Pilar Melendez & Julia Arciga of the Daily Beast: "Airport security screeners forced to work without pay during the government shutdown have been calling out sick. But now the mad-as-hell workers are actually quitting their jobs. That's according to union officials representing Transportation Security Administration officers, who will miss their first paycheck since the government ground to a halt Dec. 22 over a budget and border wall impasse.... Hydrick Thomas, head of the American Federation of Government Employees' TSA Council, said in a statement Tuesday[,] 'The loss of officers, while we're already shorthanded, will create a massive security risk for American travelers since we don't have enough trainees in the pipeline or the ability to process new hires.'"
This Russia Thing, Etc., Ctd.
Sharon LaFraniere & Ken Vogel of the New York Times: "Paul Manafort shared Trump campaign polling data with an associate tied to Russian intelligence during the 2016 campaign, prosecutors alleged, according to a court filing unsealed on Tuesday.

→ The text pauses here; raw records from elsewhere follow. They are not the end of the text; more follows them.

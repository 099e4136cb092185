use super::*;

/// Tests signing in with correct credentials issues a usable token pair.
///
/// Expected: Ok(TokenPair) whose tokens validate for their purpose
#[tokio::test]
async fn issues_token_pair() -> Result<(), AppError> {
    let test = TestBuilder::new()
        .with_account_tables()
        .build()
        .await
        .unwrap();
    let db = test.db.as_ref().unwrap();
    let tokens = TokenService::new("service-test-secret", 3600, 7200);

    let service = RestaurantService::new(db);
    service
        .sign_up(sign_up_param("bistro@example.com", "s3cret-pass"))
        .await?;
    let pair = service
        .sign_in(&tokens, "bistro@example.com", "s3cret-pass")
        .await?;

    let access = tokens
        .validate(&pair.access_token, AccountKind::Restaurant, TokenType::Access)
        .unwrap();
    let refresh = tokens
        .validate(
            &pair.refresh_token,
            AccountKind::Restaurant,
            TokenType::Refresh,
        )
        .unwrap();
    assert_eq!(access.sub, "bistro@example.com");
    assert_eq!(refresh.sub, "bistro@example.com");

    Ok(())
}

/// Expected: Err(AuthError::UnknownEmail)
#[tokio::test]
async fn rejects_unknown_email() -> Result<(), AppError> {
    let test = TestBuilder::new()
        .with_account_tables()
        .build()
        .await
        .unwrap();
    let db = test.db.as_ref().unwrap();
    let tokens = TokenService::new("service-test-secret", 3600, 7200);

    let result = RestaurantService::new(db)
        .sign_in(&tokens, "nobody@example.com", "whatever")
        .await;

    assert!(matches!(
        result,
        Err(AppError::AuthErr(AuthError::UnknownEmail(_)))
    ));

    Ok(())
}

/// Tests wrong passwords are refused at sign in and at the password check.
///
/// Expected: Err(AuthError::PasswordMismatch) in both places
#[tokio::test]
async fn rejects_wrong_password() -> Result<(), AppError> {
    let test = TestBuilder::new()
        .with_account_tables()
        .build()
        .await
        .unwrap();
    let db = test.db.as_ref().unwrap();
    let tokens = TokenService::new("service-test-secret", 3600, 7200);

    let service = RestaurantService::new(db);
    let restaurant = service
        .sign_up(sign_up_param("bistro@example.com", "s3cret-pass"))
        .await?;

    let result = service
        .sign_in(&tokens, "bistro@example.com", "wrong-pass")
        .await;
    assert!(matches!(
        result,
        Err(AppError::AuthErr(AuthError::PasswordMismatch(_)))
    ));

    assert!(service
        .check_password(&restaurant, "s3cret-pass")
        .await
        .is_ok());
    assert!(matches!(
        service.check_password(&restaurant, "wrong-pass").await,
        Err(AppError::AuthErr(AuthError::PasswordMismatch(_)))
    ));

    Ok(())
}

/// Tests a changed password replaces the old one.
///
/// Expected: sign in succeeds with the new password only
#[tokio::test]
async fn edit_password_replaces_hash() -> Result<(), AppError> {
    let test = TestBuilder::new()
        .with_account_tables()
        .build()
        .await
        .unwrap();
    let db = test.db.as_ref().unwrap();
    let tokens = TokenService::new("service-test-secret", 3600, 7200);

    let service = RestaurantService::new(db);
    let restaurant = service
        .sign_up(sign_up_param("bistro@example.com", "old-password"))
        .await?;
    service
        .edit_password(restaurant.id, "new-password")
        .await?;

    assert!(service
        .sign_in(&tokens, "bistro@example.com", "new-password")
        .await
        .is_ok());
    assert!(service
        .sign_in(&tokens, "bistro@example.com", "old-password")
        .await
        .is_err());

    Ok(())
}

The accusations came to light in a document filed by Mr. Manafort's defense lawyers that was supposed to be partly blacked out but contained a formatting error that accidentally revealed the information.... In one portion of the filing that Mr. Manafort's lawyers tried to redact, they instead also revealed that Mr. Manafort 'may have discussed a Ukraine peace plan' with the Russian associate, Konstantin V. Kilimnik, 'on more than one occasion.' Investigators have been questioning witnesses about whether Russia tried to influence the Trump administration to broker a resolution to hostilities between Russia and Ukraine." (Also linked yesterday.) ...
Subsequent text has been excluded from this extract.